Task details
How many separate lines in this material contain the string "FnTask"? Respond with the number alone.

Input for this task

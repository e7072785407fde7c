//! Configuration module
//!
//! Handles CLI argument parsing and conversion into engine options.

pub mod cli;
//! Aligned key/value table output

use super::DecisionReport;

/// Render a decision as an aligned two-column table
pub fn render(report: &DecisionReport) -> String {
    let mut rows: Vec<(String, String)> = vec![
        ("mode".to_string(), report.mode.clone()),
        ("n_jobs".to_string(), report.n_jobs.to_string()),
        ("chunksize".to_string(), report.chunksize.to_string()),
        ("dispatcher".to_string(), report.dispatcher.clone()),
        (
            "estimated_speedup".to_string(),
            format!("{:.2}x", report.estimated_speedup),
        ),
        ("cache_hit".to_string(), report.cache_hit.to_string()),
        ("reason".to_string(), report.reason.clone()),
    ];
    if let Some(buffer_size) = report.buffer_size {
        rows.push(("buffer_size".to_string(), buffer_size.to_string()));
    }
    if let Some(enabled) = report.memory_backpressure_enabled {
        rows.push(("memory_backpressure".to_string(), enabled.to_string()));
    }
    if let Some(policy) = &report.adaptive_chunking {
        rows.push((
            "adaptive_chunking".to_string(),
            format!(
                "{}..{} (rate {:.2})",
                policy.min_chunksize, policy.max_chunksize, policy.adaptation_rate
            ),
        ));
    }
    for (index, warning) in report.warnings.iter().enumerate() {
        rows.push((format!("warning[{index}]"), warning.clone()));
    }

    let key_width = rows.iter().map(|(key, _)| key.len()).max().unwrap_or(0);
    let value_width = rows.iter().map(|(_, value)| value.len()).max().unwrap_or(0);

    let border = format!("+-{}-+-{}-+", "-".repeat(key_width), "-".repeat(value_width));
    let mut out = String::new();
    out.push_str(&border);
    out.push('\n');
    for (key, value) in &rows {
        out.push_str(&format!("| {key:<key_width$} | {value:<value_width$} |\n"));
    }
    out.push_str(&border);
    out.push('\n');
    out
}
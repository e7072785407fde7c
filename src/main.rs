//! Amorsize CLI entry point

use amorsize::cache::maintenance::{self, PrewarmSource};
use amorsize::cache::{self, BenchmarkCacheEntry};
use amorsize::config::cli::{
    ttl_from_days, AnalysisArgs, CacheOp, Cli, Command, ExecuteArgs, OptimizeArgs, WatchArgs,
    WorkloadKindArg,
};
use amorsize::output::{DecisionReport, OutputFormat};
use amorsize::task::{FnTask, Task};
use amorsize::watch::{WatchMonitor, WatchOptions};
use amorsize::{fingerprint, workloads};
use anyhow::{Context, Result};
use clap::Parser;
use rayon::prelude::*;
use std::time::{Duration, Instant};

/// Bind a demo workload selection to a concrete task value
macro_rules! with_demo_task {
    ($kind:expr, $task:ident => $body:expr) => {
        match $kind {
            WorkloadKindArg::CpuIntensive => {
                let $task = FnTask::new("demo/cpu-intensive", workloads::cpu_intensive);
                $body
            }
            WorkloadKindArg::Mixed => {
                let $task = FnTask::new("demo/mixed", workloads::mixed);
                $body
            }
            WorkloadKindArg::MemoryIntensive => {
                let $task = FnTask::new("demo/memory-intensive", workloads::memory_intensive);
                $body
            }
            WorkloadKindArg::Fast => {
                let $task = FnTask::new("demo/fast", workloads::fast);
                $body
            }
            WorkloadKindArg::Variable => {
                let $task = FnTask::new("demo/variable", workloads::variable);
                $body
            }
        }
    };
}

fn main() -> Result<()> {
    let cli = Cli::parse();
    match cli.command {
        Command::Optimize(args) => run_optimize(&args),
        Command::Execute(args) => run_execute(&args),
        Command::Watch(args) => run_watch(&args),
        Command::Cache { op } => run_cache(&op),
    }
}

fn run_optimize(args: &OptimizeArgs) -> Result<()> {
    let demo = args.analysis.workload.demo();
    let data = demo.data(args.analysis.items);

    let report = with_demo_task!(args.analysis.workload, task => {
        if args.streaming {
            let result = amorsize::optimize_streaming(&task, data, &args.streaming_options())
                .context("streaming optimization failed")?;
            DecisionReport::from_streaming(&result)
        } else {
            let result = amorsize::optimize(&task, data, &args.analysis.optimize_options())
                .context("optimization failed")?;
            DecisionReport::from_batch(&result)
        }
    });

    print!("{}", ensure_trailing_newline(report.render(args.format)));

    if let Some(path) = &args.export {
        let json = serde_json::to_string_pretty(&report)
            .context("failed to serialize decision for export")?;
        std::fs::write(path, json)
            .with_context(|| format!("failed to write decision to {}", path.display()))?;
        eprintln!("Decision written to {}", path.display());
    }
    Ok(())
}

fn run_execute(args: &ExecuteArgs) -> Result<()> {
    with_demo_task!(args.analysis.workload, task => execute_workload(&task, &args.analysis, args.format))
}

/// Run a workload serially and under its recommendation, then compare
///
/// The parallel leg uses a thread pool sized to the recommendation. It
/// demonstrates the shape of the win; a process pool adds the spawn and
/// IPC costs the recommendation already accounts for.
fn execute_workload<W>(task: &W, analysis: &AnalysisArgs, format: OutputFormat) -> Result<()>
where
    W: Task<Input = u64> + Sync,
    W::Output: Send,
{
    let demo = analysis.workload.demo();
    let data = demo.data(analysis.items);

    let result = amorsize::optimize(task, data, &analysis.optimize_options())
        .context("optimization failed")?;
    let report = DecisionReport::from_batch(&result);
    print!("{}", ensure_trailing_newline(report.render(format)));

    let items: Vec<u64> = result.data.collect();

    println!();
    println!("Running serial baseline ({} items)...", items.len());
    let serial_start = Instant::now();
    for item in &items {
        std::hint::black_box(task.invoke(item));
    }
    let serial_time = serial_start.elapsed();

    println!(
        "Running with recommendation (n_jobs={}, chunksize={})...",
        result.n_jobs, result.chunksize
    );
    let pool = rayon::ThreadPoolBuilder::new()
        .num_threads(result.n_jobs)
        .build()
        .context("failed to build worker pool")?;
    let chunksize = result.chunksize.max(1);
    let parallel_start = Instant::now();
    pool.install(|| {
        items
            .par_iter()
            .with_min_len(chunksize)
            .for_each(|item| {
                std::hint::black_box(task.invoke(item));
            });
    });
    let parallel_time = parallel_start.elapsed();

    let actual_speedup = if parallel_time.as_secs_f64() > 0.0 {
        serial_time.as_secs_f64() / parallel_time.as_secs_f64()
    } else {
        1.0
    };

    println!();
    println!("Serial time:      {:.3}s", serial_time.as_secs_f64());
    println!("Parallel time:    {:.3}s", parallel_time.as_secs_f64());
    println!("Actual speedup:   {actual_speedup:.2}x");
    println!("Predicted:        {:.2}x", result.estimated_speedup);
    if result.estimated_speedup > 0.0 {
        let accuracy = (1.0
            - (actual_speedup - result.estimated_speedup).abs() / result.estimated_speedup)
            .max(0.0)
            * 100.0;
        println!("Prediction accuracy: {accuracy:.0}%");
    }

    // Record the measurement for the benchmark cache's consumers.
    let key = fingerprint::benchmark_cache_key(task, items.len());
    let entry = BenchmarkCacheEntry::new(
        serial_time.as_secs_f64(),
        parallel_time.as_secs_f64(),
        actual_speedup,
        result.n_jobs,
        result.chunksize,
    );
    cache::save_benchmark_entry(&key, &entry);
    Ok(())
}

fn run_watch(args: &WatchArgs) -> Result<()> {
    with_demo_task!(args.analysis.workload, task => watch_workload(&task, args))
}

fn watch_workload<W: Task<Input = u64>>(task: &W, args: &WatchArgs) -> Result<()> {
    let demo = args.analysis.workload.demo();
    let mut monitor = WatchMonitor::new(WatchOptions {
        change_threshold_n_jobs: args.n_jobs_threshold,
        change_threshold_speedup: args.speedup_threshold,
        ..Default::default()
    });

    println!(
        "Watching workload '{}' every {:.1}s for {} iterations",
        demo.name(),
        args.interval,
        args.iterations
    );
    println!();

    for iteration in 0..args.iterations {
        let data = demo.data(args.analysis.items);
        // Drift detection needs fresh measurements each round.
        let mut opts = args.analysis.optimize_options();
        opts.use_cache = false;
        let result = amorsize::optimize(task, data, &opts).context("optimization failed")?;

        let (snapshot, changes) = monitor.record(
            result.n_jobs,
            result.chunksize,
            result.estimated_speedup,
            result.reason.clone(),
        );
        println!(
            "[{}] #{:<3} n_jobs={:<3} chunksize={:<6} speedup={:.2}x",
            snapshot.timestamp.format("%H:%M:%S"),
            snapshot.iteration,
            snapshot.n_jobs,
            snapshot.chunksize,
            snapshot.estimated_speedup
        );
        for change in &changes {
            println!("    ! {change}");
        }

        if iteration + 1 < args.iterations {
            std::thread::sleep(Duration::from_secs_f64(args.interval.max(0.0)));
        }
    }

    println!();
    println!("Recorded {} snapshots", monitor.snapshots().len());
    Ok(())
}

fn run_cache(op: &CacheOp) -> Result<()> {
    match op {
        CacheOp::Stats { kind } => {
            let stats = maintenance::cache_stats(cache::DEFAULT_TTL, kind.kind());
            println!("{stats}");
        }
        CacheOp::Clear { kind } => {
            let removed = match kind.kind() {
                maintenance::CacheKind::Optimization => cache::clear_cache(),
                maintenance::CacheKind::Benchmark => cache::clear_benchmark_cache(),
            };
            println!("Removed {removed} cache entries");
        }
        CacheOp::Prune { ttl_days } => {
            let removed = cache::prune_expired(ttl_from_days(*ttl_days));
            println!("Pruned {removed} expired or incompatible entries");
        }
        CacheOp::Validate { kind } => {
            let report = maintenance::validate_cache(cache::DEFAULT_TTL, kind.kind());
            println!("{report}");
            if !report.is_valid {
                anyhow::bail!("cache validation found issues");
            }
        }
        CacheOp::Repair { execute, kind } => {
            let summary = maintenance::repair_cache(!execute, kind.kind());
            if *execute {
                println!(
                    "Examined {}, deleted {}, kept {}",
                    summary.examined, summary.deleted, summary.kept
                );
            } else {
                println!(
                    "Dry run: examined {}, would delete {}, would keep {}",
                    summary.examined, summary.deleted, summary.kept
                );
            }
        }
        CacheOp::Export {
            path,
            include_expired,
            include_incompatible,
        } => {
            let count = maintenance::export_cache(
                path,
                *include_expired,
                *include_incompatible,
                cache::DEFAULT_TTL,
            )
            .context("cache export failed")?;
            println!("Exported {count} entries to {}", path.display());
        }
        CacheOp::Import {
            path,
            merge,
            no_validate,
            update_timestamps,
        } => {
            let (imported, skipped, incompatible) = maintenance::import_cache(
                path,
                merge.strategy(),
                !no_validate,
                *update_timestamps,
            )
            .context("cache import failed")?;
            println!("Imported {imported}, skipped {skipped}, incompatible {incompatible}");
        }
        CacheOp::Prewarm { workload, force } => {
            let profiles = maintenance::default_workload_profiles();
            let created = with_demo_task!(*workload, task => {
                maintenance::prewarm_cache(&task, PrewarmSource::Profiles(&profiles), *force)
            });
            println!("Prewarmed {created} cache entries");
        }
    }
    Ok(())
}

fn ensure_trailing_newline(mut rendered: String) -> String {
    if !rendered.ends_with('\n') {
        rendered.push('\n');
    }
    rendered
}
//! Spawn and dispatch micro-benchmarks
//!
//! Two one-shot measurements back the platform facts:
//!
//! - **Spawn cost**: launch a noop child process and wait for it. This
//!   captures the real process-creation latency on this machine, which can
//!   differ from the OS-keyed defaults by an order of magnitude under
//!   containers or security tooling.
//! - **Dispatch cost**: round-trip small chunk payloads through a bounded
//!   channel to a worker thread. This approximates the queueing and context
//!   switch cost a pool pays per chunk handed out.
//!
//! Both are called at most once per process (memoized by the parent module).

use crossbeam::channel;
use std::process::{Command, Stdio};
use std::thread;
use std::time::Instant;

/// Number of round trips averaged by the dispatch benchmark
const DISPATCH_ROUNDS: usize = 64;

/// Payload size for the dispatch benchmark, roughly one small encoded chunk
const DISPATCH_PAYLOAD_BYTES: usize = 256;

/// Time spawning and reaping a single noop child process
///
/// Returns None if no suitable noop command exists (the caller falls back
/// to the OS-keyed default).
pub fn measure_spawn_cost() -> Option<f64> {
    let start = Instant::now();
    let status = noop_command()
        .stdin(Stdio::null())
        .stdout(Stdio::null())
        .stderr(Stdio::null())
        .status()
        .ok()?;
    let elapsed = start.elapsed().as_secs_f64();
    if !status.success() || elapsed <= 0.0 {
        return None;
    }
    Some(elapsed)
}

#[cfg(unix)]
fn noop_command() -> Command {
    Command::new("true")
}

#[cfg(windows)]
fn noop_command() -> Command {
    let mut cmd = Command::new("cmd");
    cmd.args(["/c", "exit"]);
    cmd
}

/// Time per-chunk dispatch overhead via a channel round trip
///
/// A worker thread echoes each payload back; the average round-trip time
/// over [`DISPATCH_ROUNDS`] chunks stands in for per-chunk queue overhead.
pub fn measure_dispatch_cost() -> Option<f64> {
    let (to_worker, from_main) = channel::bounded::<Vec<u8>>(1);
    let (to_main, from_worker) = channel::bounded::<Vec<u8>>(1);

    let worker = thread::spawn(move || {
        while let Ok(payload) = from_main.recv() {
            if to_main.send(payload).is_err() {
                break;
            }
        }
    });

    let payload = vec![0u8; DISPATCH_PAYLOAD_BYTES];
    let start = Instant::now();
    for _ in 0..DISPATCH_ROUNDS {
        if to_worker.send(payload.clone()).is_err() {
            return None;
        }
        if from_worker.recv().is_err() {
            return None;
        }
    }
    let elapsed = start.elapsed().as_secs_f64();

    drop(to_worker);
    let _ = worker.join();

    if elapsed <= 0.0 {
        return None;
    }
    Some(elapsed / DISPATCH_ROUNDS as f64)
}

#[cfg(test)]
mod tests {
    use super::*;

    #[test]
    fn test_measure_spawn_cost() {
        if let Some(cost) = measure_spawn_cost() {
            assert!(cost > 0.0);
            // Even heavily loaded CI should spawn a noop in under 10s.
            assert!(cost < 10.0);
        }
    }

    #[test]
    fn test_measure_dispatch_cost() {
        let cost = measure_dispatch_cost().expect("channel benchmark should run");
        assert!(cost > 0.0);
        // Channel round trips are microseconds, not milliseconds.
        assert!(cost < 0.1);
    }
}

Output of the task
6